In waste repositories, radionuclide release can be expected after rupture of waste canisters to occur in the engineered barrier system, which contains multiple layers of materials and host rocks. In this benchamrk, a tracer (HTO) diffusion process through a two-layer barrier is simulated. The barrier is comprised of a bentonite buffer layer and an opalinus clay (OPA) layer.
Over the one-dimensional model domain, the diffusion process of HTO can be described with the following governing equation:
$$ \frac{\partial \left( \phi c\right)}{\partial t} = \frac{\partial}{\partial x} \left( \phi \mathrm{D_p} \frac{\partial c}{\partial x} \right), $$where $c$ [mol/m$^3$] represents the HTO concentration. $\mathrm{D_p}$ [m$^2$/s] is the pore diffusion coefficient for HTO, and $\phi$ [-] is the porosity of the media.

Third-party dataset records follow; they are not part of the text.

use clap::Subcommand;

use super::print_result;
use crate::app::AppContext;
use crate::app::commands::caches::cache_operation;
use crate::app::commands::elastic_data::compact_elastic_data;
use crate::app::commands::federation::federation_operation;
use crate::app::commands::jfr::{JfrScope, JfrStart, start_jfr, stop_jfr};
use crate::app::commands::members::shutdown_member;
use crate::app::commands::reporters::toggle_reporter;
use crate::app::commands::reset;
use crate::app::commands::services::service_operation;
use crate::app::commands::topics::{SubscriberRef, subscriber_operation};
use crate::domain::{AppError, NodeSelection};
use crate::ports::{CacheOperation, FederationOperation, JournalType, ServiceOperation};

#[derive(Subcommand)]
pub enum ShutdownCommands {
    /// Shutdown a member
    Member { node_id: i32 },
    /// Shutdown a service on every member
    Service { name: String },
}

impl ShutdownCommands {
    pub fn run(self, ctx: &mut AppContext, yes: bool) -> Result<(), AppError> {
        let text = match self {
            ShutdownCommands::Member { node_id } => shutdown_member(ctx, node_id, yes)?,
            ShutdownCommands::Service { name } => {
                service_operation(ctx, &name, ServiceOperation::Shutdown, yes)?
            }
        };
        print_result(text)
    }
}

#[derive(Subcommand)]
pub enum ServiceCommands {
    /// A service by name
    Service { name: String },
}

impl ServiceCommands {
    fn apply(
        self,
        ctx: &AppContext,
        operation: ServiceOperation,
        yes: bool,
    ) -> Result<(), AppError> {
        let ServiceCommands::Service { name } = self;
        print_result(service_operation(ctx, &name, operation, yes)?)
    }

    pub fn suspend(self, ctx: &mut AppContext, yes: bool) -> Result<(), AppError> {
        self.apply(ctx, ServiceOperation::Suspend, yes)
    }

    pub fn resume(self, ctx: &mut AppContext, yes: bool) -> Result<(), AppError> {
        self.apply(ctx, ServiceOperation::Resume, yes)
    }
}

#[derive(Subcommand)]
pub enum StartCommands {
    /// Start a Flight Recording on a member, a role or the whole cluster
    Jfr {
        name: String,
        #[arg(short = 'n', long = "node")]
        node_id: Option<i32>,
        #[arg(short = 'r', long)]
        role: Option<String>,
        /// Recording duration in seconds, 0 records until stopped
        #[arg(short = 'D', long, default_value_t = 0, allow_negative_numbers = true)]
        duration: i64,
        /// Directory on the members to write the recording to
        #[arg(short = 'O', long = "output-dir")]
        output_dir: Option<String>,
    },
    /// Start reporters
    Reporter { nodes: String },
    /// Start federation
    Federation {
        service: String,
        #[arg(short = 'p', long)]
        participant: Option<String>,
    },
}

impl StartCommands {
    pub fn run(self, ctx: &mut AppContext, yes: bool) -> Result<(), AppError> {
        let text = match self {
            StartCommands::Jfr { name, node_id, role, duration, output_dir } => {
                let request = JfrStart {
                    name: &name,
                    scope: JfrScope { node_id, role: role.as_deref() },
                    duration_secs: duration,
                    output_dir: output_dir.as_deref(),
                };
                start_jfr(ctx, &request, yes)?
            }
            StartCommands::Reporter { nodes } => {
                let selection: NodeSelection = nodes.parse()?;
                toggle_reporter(ctx, &selection, true, yes)?
            }
            StartCommands::Federation { service, participant } => federation_operation(
                ctx,
                &service,
                participant.as_deref(),
                FederationOperation::Start,
                yes,
            )?,
        };
        print_result(text)
    }
}

#[derive(Subcommand)]
pub enum StopCommands {
    /// Stop a Flight Recording
    Jfr {
        name: String,
        #[arg(short = 'n', long = "node")]
        node_id: Option<i32>,
        #[arg(short = 'r', long)]
        role: Option<String>,
    },
    /// Stop reporters
    Reporter { nodes: String },
    /// Stop federation
    Federation {
        service: String,
        #[arg(short = 'p', long)]
        participant: Option<String>,
    },
}

impl StopCommands {
    pub fn run(self, ctx: &mut AppContext, yes: bool) -> Result<(), AppError> {
        let text = match self {
            StopCommands::Jfr { name, node_id, role } => {
                stop_jfr(ctx, &name, &JfrScope { node_id, role: role.as_deref() }, yes)?
            }
            StopCommands::Reporter { nodes } => {
                let selection: NodeSelection = nodes.parse()?;
                toggle_reporter(ctx, &selection, false, yes)?
            }
            StopCommands::Federation { service, participant } => federation_operation(
                ctx,
                &service,
                participant.as_deref(),
                FederationOperation::Stop,
                yes,
            )?,
        };
        print_result(text)
    }
}

#[derive(Subcommand)]
pub enum PauseCommands {
    /// Pause federation
    Federation {
        service: String,
        #[arg(short = 'p', long)]
        participant: Option<String>,
    },
}

impl PauseCommands {
    pub fn run(self, ctx: &mut AppContext, yes: bool) -> Result<(), AppError> {
        let PauseCommands::Federation { service, participant } = self;
        let operation = FederationOperation::Pause;
        print_result(federation_operation(ctx, &service, participant.as_deref(), operation, yes)?)
    }
}

#[derive(Subcommand)]
pub enum ReplicateCommands {
    /// Replicate all data to federation participants
    All {
        service: String,
        #[arg(short = 'p', long)]
        participant: Option<String>,
    },
}

impl ReplicateCommands {
    pub fn run(self, ctx: &mut AppContext, yes: bool) -> Result<(), AppError> {
        let ReplicateCommands::All { service, participant } = self;
        let operation = FederationOperation::ReplicateAll;
        print_result(federation_operation(ctx, &service, participant.as_deref(), operation, yes)?)
    }
}

#[derive(Subcommand)]
pub enum NotifyCommands {
    /// Tell federation participants that the service has been populated
    Populated {
        service: String,
        #[arg(short = 'p', long)]
        participant: Option<String>,
    },
}

impl NotifyCommands {
    pub fn run(self, ctx: &mut AppContext, yes: bool) -> Result<(), AppError> {
        let NotifyCommands::Populated { service, participant } = self;
        let operation = FederationOperation::NotifyPopulated;
        print_result(federation_operation(ctx, &service, participant.as_deref(), operation, yes)?)
    }
}

#[derive(Subcommand)]
pub enum SubscriberCommands {
    /// A topic subscriber by id
    Subscriber {
        #[arg(allow_negative_numbers = true)]
        id: i64,
        #[arg(short = 's', long)]
        service: String,
        #[arg(short = 't', long)]
        topic: String,
    },
}

impl SubscriberCommands {
    pub fn run(self, ctx: &mut AppContext, connect: bool, yes: bool) -> Result<(), AppError> {
        let SubscriberCommands::Subscriber { id, service, topic } = self;
        let target = SubscriberRef { service: &service, topic: &topic, subscriber: id };
        print_result(subscriber_operation(ctx, target, connect, yes)?)
    }
}

#[derive(Subcommand)]
pub enum TruncateCommands {
    /// Remove every entry from a cache without raising events
    Cache {
        name: String,
        #[arg(short = 's', long)]
        service: String,
    },
}

impl TruncateCommands {
    pub fn run(self, ctx: &mut AppContext, yes: bool) -> Result<(), AppError> {
        let TruncateCommands::Cache { name, service } = self;
        print_result(cache_operation(ctx, &service, &name, CacheOperation::Truncate, yes)?)
    }
}

#[derive(Subcommand)]
pub enum CompactCommands {
    /// Compact elastic data journals
    ElasticData {
        /// Journal type: flash or ram
        #[arg(short = 't', long = "type", default_value = "flash")]
        journal: String,
        #[arg(short = 'n', long = "node", default_value = "all")]
        nodes: String,
    },
}

impl CompactCommands {
    pub fn run(self, ctx: &mut AppContext, yes: bool) -> Result<(), AppError> {
        let CompactCommands::ElasticData { journal, nodes } = self;
        let journal: JournalType = journal.parse()?;
        let selection: NodeSelection = nodes.parse()?;
        print_result(compact_elastic_data(ctx, journal, &selection, yes)?)
    }
}

#[derive(Subcommand)]
pub enum ResetCommands {
    /// Reset member statistics
    MemberStats {
        #[arg(default_value = "all")]
        nodes: String,
    },
    /// Reset reporter statistics
    ReporterStats {
        #[arg(default_value = "all")]
        nodes: String,
    },
    /// Reset service statistics
    ServiceStats {
        name: String,
        #[arg(short = 'n', long = "node", default_value = "all")]
        nodes: String,
    },
    /// Reset cache statistics
    CacheStats {
        name: String,
        #[arg(short = 's', long)]
        service: String,
        #[arg(short = 'n', long = "node", default_value = "all")]
        nodes: String,
    },
    /// Reset executor statistics
    ExecutorStats { name: String },
}

impl ResetCommands {
    pub fn run(self, ctx: &mut AppContext, yes: bool) -> Result<(), AppError> {
        let text = match self {
            ResetCommands::MemberStats { nodes } => {
                reset::reset_member_stats(ctx, &nodes.parse()?, yes)?
            }
            ResetCommands::ReporterStats { nodes } => {
                reset::reset_reporter_stats(ctx, &nodes.parse()?, yes)?
            }
            ResetCommands::ServiceStats { name, nodes } => {
                reset::reset_service_stats(ctx, &name, &nodes.parse()?, yes)?
            }
            ResetCommands::CacheStats { name, service, nodes } => {
                reset::reset_cache_stats(ctx, &service, &name, &nodes.parse()?, yes)?
            }
            ResetCommands::ExecutorStats { name } => reset::reset_executor_stats(ctx, &name, yes)?,
        };
        print_result(text)
    }
}
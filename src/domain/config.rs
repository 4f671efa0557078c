//! The persisted cohctl config document.

use std::fmt;
use std::str::FromStr;

use serde::{Deserialize, Serialize};

use crate::domain::AppError;

/// File name of the config document inside the config directory.
pub const CONFIG_FILE_NAME: &str = "cohctl.yaml";
/// Default config directory name under the user's home.
pub const CONFIG_DIR_NAME: &str = ".cohctl";
/// The only connection kind currently recognized.
pub const HTTP_CONNECTION: &str = "http";

const DEFAULT_REQUEST_TIMEOUT: i32 = 30;

/// Version stamped into new documents and compared on every load.
pub fn binary_version() -> &'static str {
    env!("CARGO_PKG_VERSION")
}

/// Top-level config document.
///
/// Keys are contractual; unknown keys are ignored on load.
#[derive(Debug, Clone, PartialEq, Serialize, Deserialize)]
#[serde(rename_all = "camelCase")]
pub struct CohctlConfig {
    #[serde(default)]
    pub version: String,
    #[serde(default)]
    pub current_context: String,
    #[serde(default)]
    pub debug: bool,
    #[serde(default = "default_color")]
    pub color: String,
    #[serde(default = "default_request_timeout")]
    pub request_timeout: i32,
    #[serde(default)]
    pub ignore_invalid_certs: bool,
    #[serde(default)]
    pub default_bytes_format: String,
    #[serde(default)]
    pub default_heap: String,
    #[serde(default)]
    pub use_gradle: bool,
    #[serde(default)]
    pub clusters: Vec<ConnectionRecord>,
    #[serde(default)]
    pub profiles: Vec<ProfileRecord>,
}

fn default_color() -> String {
    ColorMode::On.to_string()
}

fn default_request_timeout() -> i32 {
    DEFAULT_REQUEST_TIMEOUT
}

impl Default for CohctlConfig {
    fn default() -> Self {
        Self {
            version: binary_version().to_string(),
            current_context: String::new(),
            debug: false,
            color: default_color(),
            request_timeout: DEFAULT_REQUEST_TIMEOUT,
            ignore_invalid_certs: false,
            default_bytes_format: String::new(),
            default_heap: String::new(),
            use_gradle: false,
            clusters: Vec::new(),
            profiles: Vec::new(),
        }
    }
}

impl CohctlConfig {
    pub fn find_cluster(&self, name: &str) -> Option<&ConnectionRecord> {
        self.clusters.iter().find(|c| c.name == name)
    }

    pub fn find_profile(&self, name: &str) -> Option<&ProfileRecord> {
        self.profiles.iter().find(|p| p.name == name)
    }

    /// The bytes unit preference, if one has been set.
    pub fn bytes_unit(&self) -> Option<BytesUnit> {
        self.default_bytes_format.parse().ok()
    }
}

/// A named connection to a cluster's management endpoint.
#[derive(Debug, Clone, PartialEq, Default, Serialize, Deserialize)]
#[serde(rename_all = "camelCase")]
pub struct ConnectionRecord {
    pub name: String,
    #[serde(default)]
    pub discovery_type: String,
    #[serde(default = "default_connection_type")]
    pub connection_type: String,
    #[serde(default)]
    pub connection_url: String,
    #[serde(default)]
    pub ns_lookup_port: String,
    #[serde(default)]
    pub cluster_version: String,
    #[serde(default)]
    pub cluster_name: String,
    #[serde(default)]
    pub cluster_type: String,
    #[serde(default)]
    pub manually_created: bool,
    #[serde(default)]
    pub base_classpath: String,
    #[serde(default)]
    pub additional_classpath: String,
    #[serde(default)]
    pub arguments: String,
    #[serde(default)]
    pub management_port: i32,
    #[serde(default)]
    pub persistence_mode: String,
    #[serde(default)]
    pub logging_destination: String,
    #[serde(default)]
    pub startup_class: String,
}

fn default_connection_type() -> String {
    HTTP_CONNECTION.to_string()
}

impl ConnectionRecord {
    /// A manually added http connection.
    pub fn http(name: impl Into<String>, url: impl Into<String>) -> Self {
        Self {
            name: name.into(),
            discovery_type: "manual".to_string(),
            connection_type: HTTP_CONNECTION.to_string(),
            connection_url: url.into(),
            cluster_type: "Standalone".to_string(),
            ..Self::default()
        }
    }
}

/// A named, opaque launch-argument string.
#[derive(Debug, Clone, PartialEq, Eq, Serialize, Deserialize)]
pub struct ProfileRecord {
    pub name: String,
    pub value: String,
}

/// Terminal color preference.
#[derive(Debug, Clone, Copy, PartialEq, Eq)]
pub enum ColorMode {
    On,
    Off,
}

impl fmt::Display for ColorMode {
    fn fmt(&self, f: &mut fmt::Formatter<'_>) -> fmt::Result {
        f.write_str(match self {
            ColorMode::On => "on",
            ColorMode::Off => "off",
        })
    }
}

impl FromStr for ColorMode {
    type Err = AppError;

    fn from_str(s: &str) -> Result<Self, Self::Err> {
        match s {
            "on" => Ok(ColorMode::On),
            "off" => Ok(ColorMode::Off),
            other => Err(AppError::invalid(format!("color must be 'on' or 'off', not '{other}'"))),
        }
    }
}

/// Unit used when rendering byte counts.
#[derive(Debug, Clone, Copy, PartialEq, Eq)]
pub enum BytesUnit {
    Bytes,
    Kilo,
    Mega,
    Giga,
    Tera,
}

impl BytesUnit {
    pub const ALL: [BytesUnit; 5] =
        [BytesUnit::Bytes, BytesUnit::Kilo, BytesUnit::Mega, BytesUnit::Giga, BytesUnit::Tera];

    pub fn code(&self) -> &'static str {
        match self {
            BytesUnit::Bytes => "b",
            BytesUnit::Kilo => "k",
            BytesUnit::Mega => "m",
            BytesUnit::Giga => "g",
            BytesUnit::Tera => "t",
        }
    }
}

impl fmt::Display for BytesUnit {
    fn fmt(&self, f: &mut fmt::Formatter<'_>) -> fmt::Result {
        f.write_str(self.code())
    }
}

impl FromStr for BytesUnit {
    type Err = AppError;

    fn from_str(s: &str) -> Result<Self, Self::Err> {
        BytesUnit::ALL.into_iter().find(|u| u.code() == s).ok_or_else(|| {
            AppError::invalid(format!("bytes format must be one of b, k, m, g or t, not '{s}'"))
        })
    }
}

/// Parse the on/off and true/false spellings accepted by boolean preferences.
pub fn parse_switch(value: &str) -> Result<bool, AppError> {
    match value {
        "on" | "true" => Ok(true),
        "off" | "false" => Ok(false),
        other => Err(AppError::invalid(format!("value must be on/off or true/false, not '{other}'"))),
    }
}

#[cfg(test)]
mod tests {
    use super::*;

    #[test]
    fn unknown_keys_are_ignored() {
        let yaml = "version: 0.9.0\nfutureKey: 12\nclusters:\n- name: a\n  connectionUrl: http://x\n";
        let config: CohctlConfig = serde_yaml::from_str(yaml).unwrap();
        assert_eq!(config.version, "0.9.0");
        assert_eq!(config.request_timeout, 30);
        assert_eq!(config.color, "on");
        assert_eq!(config.clusters[0].connection_type, "http");
    }

    #[test]
    fn keys_are_camel_case() {
        let yaml = serde_yaml::to_string(&CohctlConfig::default()).unwrap();
        for key in [
            "version:",
            "currentContext:",
            "requestTimeout:",
            "ignoreInvalidCerts:",
            "defaultBytesFormat:",
            "defaultHeap:",
            "useGradle:",
            "clusters:",
            "profiles:",
        ] {
            assert!(yaml.contains(key), "missing {key} in\n{yaml}");
        }
    }

    #[test]
    fn bytes_unit_parses_codes() {
        assert_eq!("g".parse::<BytesUnit>().unwrap(), BytesUnit::Giga);
        assert!("x".parse::<BytesUnit>().is_err());
    }

    #[test]
    fn switches_accept_both_spellings() {
        assert!(parse_switch("on").unwrap());
        assert!(!parse_switch("false").unwrap());
        assert!(parse_switch("yes").is_err());
    }
}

The computational domain is assumed to be 20 meters long. It consists of a 0.625 meter thick layer of bentonite buffer, and the rest is filled with OPA. The simulation time is one million years. Initially, the entire domain is assumed to be solute free, i.e. $c_{\mathrm{ini}}(x, 0) = 0$. The inlet concentration is held at 1 mol/L throughout the simulation, i.e. $c(0, t) = 1$ mol/L. In the numerical model, the spatial domain is discretized by linear line elements with a length of 0.005 meter each. The time step size of 1000 years is used in the simulation. The discretized governing equation is iteratively solved using the Newton-Raphson method.
The table below summarizes the parameters used in the simulation.
Parameter | Value | Unit |
---|---|---|
Porosity of bentonite $\phi_{\mathrm{b}}$ | 0.36 | - |
Porosity of OPA $\phi_{\mathrm{OPA}}$ | 0.12 | - |
Pore diffusion coefficient in bentonite $\mathrm{D_{p,b}}$ | 5.55e-10 | m$^2$/s |
Pore diffusion coefficient in OPA $\mathrm{D_{p,OPA}}$ | 8.33e-11 | m$^2$/s |
Time step size $\Delta t$ | 1e3 | year |
Grid size $\Delta x$ | 0.01 | m |
Notes: The parameter values are sourced from Nagra (2002).
Analytical solution
For a two-layer diffusion problem, it is difficult to obtain the exact analytical solution. Instead, Carr and Turner (2016) presented a semi-analytical solution for this type of problem and released the corresponding MATLAB script for public usage.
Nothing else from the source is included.